▶ _What you need to do_
Work out how many lines of the data below hold the string "first". Answer with that number alone.

▶ _Extracted information_
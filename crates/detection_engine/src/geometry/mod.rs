//! Geometric primitives for sensor bodies
//!
//! Provides the capsule shape the detection sensor anchors its probe rays
//! to, along with its nearest-surface-point query.

pub mod capsule;

// Re-export commonly used types
pub use capsule::{CapsuleAxis, CapsuleShape};
//! Owning sensor container
//!
//! `DetectionSensor` bundles a configuration, the capsule body derived from
//! it, and the most recently generated ray fan. Nothing here regenerates
//! implicitly: mutating the configuration or shape leaves the current fan
//! untouched until the owning simulation calls [`DetectionSensor::regenerate`]
//! with the sensor's current pose. Edit-time auto-rebuild is a concern of
//! the configuration authority, not of this type.

use crate::foundation::math::{Pose, Vec3};
use crate::geometry::{CapsuleAxis, CapsuleShape};
use crate::sensor::config::SensorConfig;
use crate::sensor::evaluator::{evaluate, RaycastOracle, RayHit};
use crate::sensor::ray_fan::{generate, RayFan};

/// A detection sensor: configuration, capsule body, and the current ray fan
///
/// The stored shape's `center` is an offset relative to the pose anchor;
/// [`regenerate`](Self::regenerate) translates it to world space. The
/// default body is centered on the anchor with its length along the
/// sensor's forward axis.
#[derive(Debug, Clone)]
pub struct DetectionSensor {
    config: SensorConfig,
    shape: CapsuleShape,
    rays: RayFan,
}

impl DetectionSensor {
    /// Creates a sensor whose body is derived from the configuration's
    /// capsule dimensions, centered on the anchor, length along `+Z`
    ///
    /// The fan starts empty; call [`regenerate`](Self::regenerate) once the
    /// initial pose is known.
    pub fn new(config: SensorConfig) -> Self {
        let shape = CapsuleShape::new(
            Vec3::zeros(),
            config.capsule_height,
            config.capsule_radius,
            CapsuleAxis::Z,
        );
        Self::with_shape(config, shape)
    }

    /// Creates a sensor with an explicit body (anchor-relative center)
    pub fn with_shape(config: SensorConfig, shape: CapsuleShape) -> Self {
        Self {
            config,
            shape,
            rays: RayFan::empty(),
        }
    }

    /// Current configuration
    pub fn config(&self) -> &SensorConfig {
        &self.config
    }

    /// Current body shape (anchor-relative center)
    pub fn shape(&self) -> &CapsuleShape {
        &self.shape
    }

    /// Read-only view of the most recently generated ray fan
    pub fn rays(&self) -> &RayFan {
        &self.rays
    }

    /// Replaces the configuration and refreshes the body's capsule
    /// dimensions from it
    ///
    /// Does not regenerate the fan; the owner calls
    /// [`regenerate`](Self::regenerate) when ready.
    pub fn set_config(&mut self, config: SensorConfig) {
        self.shape.height = config.capsule_height;
        self.shape.radius = config.capsule_radius;
        self.config = config;
    }

    /// Replaces the body shape outright (anchor-relative center)
    ///
    /// Does not regenerate the fan.
    pub fn set_shape(&mut self, shape: CapsuleShape) {
        self.shape = shape;
    }

    /// Fully rebuilds the ray fan for the given pose, replacing the
    /// previous fan wholesale
    pub fn regenerate(&mut self, pose: &Pose) {
        let world_shape = CapsuleShape {
            center: pose.position + self.shape.center,
            ..self.shape
        };
        self.rays = generate(&self.config, &world_shape, pose);
    }

    /// Evaluates the current fan against a raycast oracle
    ///
    /// See [`evaluate`] for the ordering and bounding contract.
    pub fn evaluate(&self, oracle: &dyn RaycastOracle) -> Vec<Option<RayHit>> {
        evaluate(&self.rays, oracle)
    }
}

#[cfg(test)]
mod tests {
    use super::*;
    use approx::assert_relative_eq;

    const EPSILON: f32 = 1e-4;

    #[test]
    fn test_new_sensor_starts_empty() {
        let sensor = DetectionSensor::new(SensorConfig::default());
        assert!(sensor.rays().is_empty());
        assert_eq!(sensor.shape().height, 7.0);
        assert_eq!(sensor.shape().radius, 3.0);
        assert_eq!(sensor.shape().axis, CapsuleAxis::Z);
    }

    #[test]
    fn test_regenerate_fills_fan_for_pose() {
        let mut sensor = DetectionSensor::new(SensorConfig::default());
        sensor.regenerate(&Pose::identity());
        assert_eq!(sensor.rays().len(), 35);
    }

    #[test]
    fn test_setters_do_not_regenerate() {
        let mut sensor = DetectionSensor::new(SensorConfig::default());
        sensor.regenerate(&Pose::identity());

        let config = SensorConfig {
            resolution_x: 2,
            resolution_y: 2,
            ..SensorConfig::default()
        };
        sensor.set_config(config);

        // The fan still reflects the previous generation
        assert_eq!(sensor.rays().len(), 35);

        sensor.regenerate(&Pose::identity());
        assert_eq!(sensor.rays().len(), 4);
    }

    #[test]
    fn test_set_config_refreshes_body_dimensions() {
        let mut sensor = DetectionSensor::new(SensorConfig::default());
        sensor.set_config(SensorConfig {
            capsule_height: 2.0,
            capsule_radius: 1.0,
            ..SensorConfig::default()
        });
        assert_eq!(sensor.shape().height, 2.0);
        assert_eq!(sensor.shape().radius, 1.0);
    }

    #[test]
    fn test_regenerate_anchors_body_at_pose() {
        let config = SensorConfig {
            resolution_x: 1,
            resolution_y: 1,
            capsule_height: 2.0,
            capsule_radius: 1.0,
            ..SensorConfig::default()
        };
        let mut sensor = DetectionSensor::new(config);

        let position = Vec3::new(10.0, 0.0, -4.0);
        sensor.regenerate(&Pose::from_position(position));

        // Single forward ray starts on the translated sphere's surface
        let ray = &sensor.rays().rays()[0];
        assert_relative_eq!(ray.start_point, position + Vec3::z(), epsilon = EPSILON);
    }

    #[test]
    fn test_regenerate_replaces_fan_wholesale() {
        let mut sensor = DetectionSensor::new(SensorConfig::default());
        sensor.regenerate(&Pose::identity());
        let first = sensor.rays().clone();

        let moved = Pose::from_position(Vec3::new(0.0, 0.0, 5.0));
        sensor.regenerate(&moved);

        assert_eq!(sensor.rays().len(), first.len());
        assert_ne!(*sensor.rays(), first);
    }
}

▶ _Answer area_
3